Faster code in R

FYI: I have edited this significantly since my first release. This simulation has been reduced from 14 to 14 minutes.

I am new to programming, but I did a simulation that tries to monitor asexual replication in the body and quantify the differences in the number of chromosomes between the parent and daughter organisms. Modeling is very slow. It takes about 6 hours. I wanted to know what would be the best way to speed up the simulation.

These digital organisms have x number of chromosomes. Unlike most organisms, chromosomes are all independent of each other, so they have an equal chance of being transferred to any daughter organism.

In this case, the distribution of chromosomes in the daughter cell follows the binomial distribution with a probability of 0.5.

The sim_repo function takes a matrix of digital organisms with a known number of chromosomes and puts them through 12 generations of replication. It duplicates these chromosomes and then uses the rbinom function to randomly create a number. This number is then assigned to the child cell. Since no chromosomes are lost during asexual reproduction, the other daughter cell receives the remaining chromosomes. Then this is repeated for the number of G generations. Then, from each row in the matrix, one value is selected.

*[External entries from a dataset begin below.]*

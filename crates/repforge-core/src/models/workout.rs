// ABOUTME: Saved workout domain types, request payloads, and populated responses
// ABOUTME: Covers sections, section movements, logged sets, and per-movement history
//
// SPDX-License-Identifier: MIT OR Apache-2.0
// Copyright (c) 2025 Async-IO.org

use std::collections::BTreeMap;

use chrono::{DateTime, NaiveDate, Utc};
use serde::{Deserialize, Serialize};

use super::activity::{ActivityType, SectionType, WorkoutStatus};
use super::flexible_id;
use super::movement::Movement;
use super::sessions::{
    MobilitySessionPayload, RunningSessionPayload, SavedHiitWorkout, SavedMobilitySession,
    SavedRunningSession,
};

// ============================================================================
// Stored records
// ============================================================================

/// A workout saved by a user
#[derive(Debug, Clone, PartialEq, Serialize, Deserialize)]
pub struct Workout {
    /// Workout ID
    pub id: i64,
    /// Owning user
    pub owner_id: i64,
    /// Per-owner sequence number
    pub workout_number: i64,
    /// Display name
    pub name: String,
    /// Free-form description
    pub description: String,
    /// Lifecycle status
    pub status: WorkoutStatus,
    /// Complexity level the workout was generated with
    pub complexity: i64,
    /// Planned duration in minutes
    pub duration: i64,
    /// Training modality
    pub activity_type: ActivityType,
    /// Comments left by the athlete
    pub comments: Option<String>,
    /// Date the workout is planned for
    pub scheduled_date: Option<NaiveDate>,
    /// Date the workout was completed
    pub completed_date: Option<NaiveDate>,
    /// Creation timestamp
    pub created_at: DateTime<Utc>,
    /// Last update timestamp
    pub updated_at: DateTime<Utc>,
}

/// A logged set for a section movement
#[derive(Debug, Clone, PartialEq, Serialize, Deserialize)]
pub struct WorkoutSet {
    /// Set ID
    pub id: i64,
    /// 1-based position within the movement
    pub set_number: i64,
    /// Repetitions performed
    pub reps: i64,
    /// Load lifted
    pub weight: f64,
}

/// A movement placed in a section, with its catalog entry and sets
#[derive(Debug, Clone, PartialEq, Serialize, Deserialize)]
pub struct SectionMovementDetail {
    /// Section movement ID
    pub id: i64,
    /// Order within the section
    pub movement_order: i64,
    /// RPE recorded for the movement
    pub movement_difficulty: Option<i64>,
    /// Comment recorded for the movement
    pub movement_comment: Option<String>,
    /// Catalog movement
    pub movements: Movement,
    /// Logged sets ordered by set number
    pub workout_sets: Vec<WorkoutSet>,
}

/// A section of a gym or hyrox workout
#[derive(Debug, Clone, PartialEq, Serialize, Deserialize)]
pub struct WorkoutSection {
    /// Section ID
    pub id: i64,
    /// Display name
    pub section_name: String,
    /// Single or superset
    pub section_type: SectionType,
    /// 1-based position within the workout
    pub section_order: i64,
    /// Movements ordered by `movement_order`
    pub section_movement_details: Vec<SectionMovementDetail>,
}

/// A workout with every child record attached
#[derive(Debug, Clone, PartialEq, Serialize, Deserialize)]
pub struct PopulatedWorkout {
    /// Base workout record
    #[serde(flatten)]
    pub workout: Workout,
    /// Gym/hyrox sections
    #[serde(default)]
    pub workout_sections: Vec<WorkoutSection>,
    /// Running sessions
    #[serde(default)]
    pub running_sessions: Vec<SavedRunningSession>,
    /// HIIT sessions
    #[serde(default)]
    pub hiit_sessions: Vec<SavedHiitWorkout>,
    /// Mobility sessions
    #[serde(default)]
    pub mobility_sessions: Vec<SavedMobilitySession>,
}

/// One set as shown in movement history
#[derive(Debug, Clone, PartialEq, Serialize, Deserialize)]
pub struct HistorySet {
    /// Set number
    pub set_number: i64,
    /// Repetitions performed
    pub reps: i64,
    /// Load lifted
    pub weight: f64,
}

/// A movement's logged sets on one earlier workout date
#[derive(Debug, Clone, PartialEq, Serialize, Deserialize)]
pub struct MovementHistoryEntry {
    /// Completed date of the earlier workout
    pub workout_date: NaiveDate,
    /// RPE recorded that day
    pub movement_difficulty: Option<i64>,
    /// Sets logged that day
    pub sets: Vec<HistorySet>,
}

/// Movement ID to history entries, newest date first
pub type MovementHistory = BTreeMap<i64, Vec<MovementHistoryEntry>>;

/// Response of the single-workout endpoint
#[derive(Debug, Clone, PartialEq, Serialize, Deserialize)]
pub struct SingleWorkoutResponse {
    /// The populated workout
    pub workout: PopulatedWorkout,
    /// History for every movement in the workout
    pub movement_history: MovementHistory,
}

/// Compact workout used on the profile page
#[derive(Debug, Clone, PartialEq, Eq, Serialize, Deserialize)]
pub struct RecentWorkout {
    /// Workout ID
    pub id: i64,
    /// Display name
    pub name: String,
    /// Completion date
    pub completed_date: Option<NaiveDate>,
    /// Duration in minutes
    pub duration: i64,
}

// ============================================================================
// Request payloads
// ============================================================================

/// A movement inside a section of a save-workout request
///
/// Gym clients send `movement_name`; HIIT clients send `exercise` as well.
#[derive(Debug, Clone, Default, PartialEq, Serialize, Deserialize)]
pub struct SectionMovementPayload {
    /// Catalog exercise name
    #[serde(default)]
    pub movement_name: Option<String>,
    /// Alternate exercise name field
    #[serde(default)]
    pub exercise: Option<String>,
    /// Order within the section
    #[serde(default)]
    pub movement_order: i64,
    /// Whether this slot is a rest period (HIIT)
    #[serde(default)]
    pub rest_period: bool,
}

impl SectionMovementPayload {
    /// The exercise name, whichever field carried it
    #[must_use]
    pub fn name(&self) -> Option<&str> {
        self.movement_name
            .as_deref()
            .or(self.exercise.as_deref())
            .map(str::trim)
            .filter(|name| !name.is_empty())
    }
}

/// A section of a save-workout request
///
/// Gym sections use `section_*` fields, HIIT blocks use `block_name` and `rep_scheme`.
#[derive(Debug, Clone, Default, PartialEq, Serialize, Deserialize)]
pub struct SectionPayload {
    /// Gym section name
    #[serde(default)]
    pub section_name: Option<String>,
    /// Gym section order
    #[serde(default)]
    pub section_order: Option<i64>,
    /// Gym section type
    #[serde(default)]
    pub section_type: Option<SectionType>,
    /// HIIT block name
    #[serde(default)]
    pub block_name: Option<String>,
    /// HIIT rep scheme
    #[serde(default)]
    pub rep_scheme: Option<String>,
    /// Movements in the section
    #[serde(default)]
    pub movements: Vec<SectionMovementPayload>,
}

/// Body of `POST /api/saved_workouts/save-workout/`
#[derive(Debug, Clone, Default, PartialEq, Serialize, Deserialize)]
pub struct SaveWorkoutRequest {
    /// Owner, defaults to the authenticated user
    #[serde(
        default,
        deserialize_with = "flexible_id::deserialize",
        skip_serializing_if = "Option::is_none"
    )]
    pub user_id: Option<i64>,
    /// Display name
    pub name: String,
    /// Description
    #[serde(default)]
    pub description: String,
    /// Duration in minutes
    #[serde(default)]
    pub duration: i64,
    /// Complexity level
    #[serde(default)]
    pub complexity: i64,
    /// Initial status, defaults to Saved
    #[serde(default)]
    pub status: Option<String>,
    /// Planned date
    #[serde(default)]
    pub scheduled_date: Option<NaiveDate>,
    /// Training modality as sent by the client
    pub activity_type: String,
    /// Gym sections or HIIT blocks
    #[serde(default)]
    pub sections: Vec<SectionPayload>,
    /// HIIT format ("AMRAP", "EMOM", ...)
    #[serde(default)]
    pub workout_type: Option<String>,
    /// HIIT structure description
    #[serde(default)]
    pub structure: Option<String>,
    /// Running session details
    #[serde(default)]
    pub running_sessions: Option<RunningSessionPayload>,
    /// Mobility session details
    #[serde(default)]
    pub mobility_sessions: Option<MobilitySessionPayload>,
}

/// Response of a successful save
#[derive(Debug, Clone, PartialEq, Eq, Serialize, Deserialize)]
pub struct SaveWorkoutResponse {
    /// Confirmation message
    pub message: String,
    /// ID of the new workout
    pub workout_id: i64,
}

/// A set as submitted by the completion form
#[derive(Debug, Clone, PartialEq, Serialize, Deserialize)]
pub struct SetEntry {
    /// Set number
    pub set_number: i64,
    /// Repetitions, `None` when left empty
    #[serde(default)]
    pub reps: Option<i64>,
    /// Load, `None` when left empty
    #[serde(default)]
    pub weight: Option<f64>,
}

impl SetEntry {
    /// A set counts as a working set when both reps and load are positive
    #[must_use]
    pub fn is_working_set(&self) -> bool {
        self.reps.unwrap_or(0) > 0 && self.weight.unwrap_or(0.0) > 0.0
    }
}

/// A section movement's logged data
#[derive(Debug, Clone, PartialEq, Serialize, Deserialize)]
pub struct MovementLog {
    /// Section movement ID
    pub movement_id: i64,
    /// RPE for the movement
    #[serde(default)]
    pub movement_difficulty: Option<i64>,
    /// Comment for the movement
    #[serde(default)]
    pub movement_comments: Option<String>,
    /// Logged sets
    #[serde(default)]
    pub sets: Vec<SetEntry>,
}

/// A section's logged data
#[derive(Debug, Clone, PartialEq, Serialize, Deserialize)]
pub struct SectionLog {
    /// Section ID
    pub section_id: i64,
    /// Movements in the section
    #[serde(default)]
    pub movements: Vec<MovementLog>,
}

/// Body of the gym completion and save-workout-details endpoints
#[derive(Debug, Clone, Default, PartialEq, Serialize, Deserialize)]
pub struct WorkoutLogRequest {
    /// Sections with logged movements
    #[serde(default)]
    pub sections: Vec<SectionLog>,
}

/// Body of the status update endpoint
#[derive(Debug, Clone, Default, PartialEq, Eq, Serialize, Deserialize)]
pub struct StatusUpdateRequest {
    /// Requested status
    #[serde(default)]
    pub status: Option<String>,
}

/// Body of the date update endpoint
#[derive(Debug, Clone, Default, PartialEq, Eq, Serialize, Deserialize)]
pub struct DateUpdateRequest {
    /// New planned date
    #[serde(default)]
    pub scheduled_date: Option<NaiveDate>,
}

/// Generic `{ "message": ... }` response body
#[derive(Debug, Clone, PartialEq, Eq, Serialize, Deserialize)]
pub struct MessageResponse {
    /// Human-readable outcome
    pub message: String,
}

impl MessageResponse {
    /// Build a message response
    pub fn new(message: impl Into<String>) -> Self {
        Self {
            message: message.into(),
        }
    }
}

#[cfg(test)]
mod tests {
    use super::*;

    #[test]
    fn test_save_request_accepts_string_user_id() {
        let request: SaveWorkoutRequest = serde_json::from_value(serde_json::json!({
            "user_id": "12",
            "name": "Upper body Workout",
            "activity_type": "Gym",
            "sections": [{
                "section_name": "Warmup",
                "section_order": 1,
                "section_type": "single",
                "movements": [{ "movement_name": "Row", "movement_order": 1 }]
            }]
        }))
        .unwrap();

        assert_eq!(request.user_id, Some(12));
        assert_eq!(request.sections[0].movements[0].name(), Some("Row"));
        assert_eq!(request.sections[0].section_type, Some(SectionType::Single));
    }

    #[test]
    fn test_hiit_movement_name_falls_back_to_exercise() {
        let movement = SectionMovementPayload {
            movement_name: None,
            exercise: Some("Burpee".to_owned()),
            movement_order: 2,
            rest_period: false,
        };
        assert_eq!(movement.name(), Some("Burpee"));
    }

    #[test]
    fn test_working_set_requires_reps_and_weight() {
        let full = SetEntry {
            set_number: 1,
            reps: Some(5),
            weight: Some(60.0),
        };
        let empty_weight = SetEntry {
            set_number: 2,
            reps: Some(5),
            weight: None,
        };
        assert!(full.is_working_set());
        assert!(!empty_weight.is_working_set());
    }
}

  sim_repo = function( x1, G=12, k=1, t=25, h=1000 ) { # x1 is the list of copy numbers for a somatic chromosome # G is the number of generations, default is 12 # k is the transfer size, default is 1 # t is the number of transfers, default is 25 # h is the number of times to replicate, default is 1000 dup <- x1 * 2 # duplicate the initial somatic chromosome copy number for replication pop <- 1 # set generation time set.seed(11) z <- matrix(rbinom(n=rep(1,length(dup)),size = as.vector(dup),prob = 0.5),nrow = nrow(dup)) # amount of somatic chromosome is distributed to one of the daughter cells z1 <- dup - z # as no somatic chromosomes are lost, the other daughter cells receives the remainder somatic chromosomes x1 <- cbind(z, z1) # put both in a matrix for ( pop in 1:G ) { # this loop does the replication for each cell in each generation pop <- 1 + pop # number of generations. This is a count for the for loop dup <- x1 * 2 # double the somatic chromosomes for replication set.seed(11) z <- matrix(rbinom(n=rep(1,length(dup)),size = as.vector(dup),prob = 0.5),nrow = nrow(dup)) # amount of somatic c hromosomes distributed to one of the daughter cells z1 <- dup - z # as no somatic chromosomes are lost, the other daughter cells receives the remainder somatic chromosomes x1 <- cbind(z, z1) # put both in a matrix } # the following for loop randomly selects one cell in the population that was created # the output is a matrix of 1 column x1 <- matrix(apply(x1, 1, sample, size=k), ncol=1) x1 } 

In my study, I am interested in the change in variance in the chromosomes of the original ancestral organisms and the final point in time in this simulation. The following function represents the transfer of a cell to a new habitat. It deduces from sim_re p function and uses it to generate more generations. Then he finds the variance between the rows in the first and last columns of the matrix and finds the difference between them.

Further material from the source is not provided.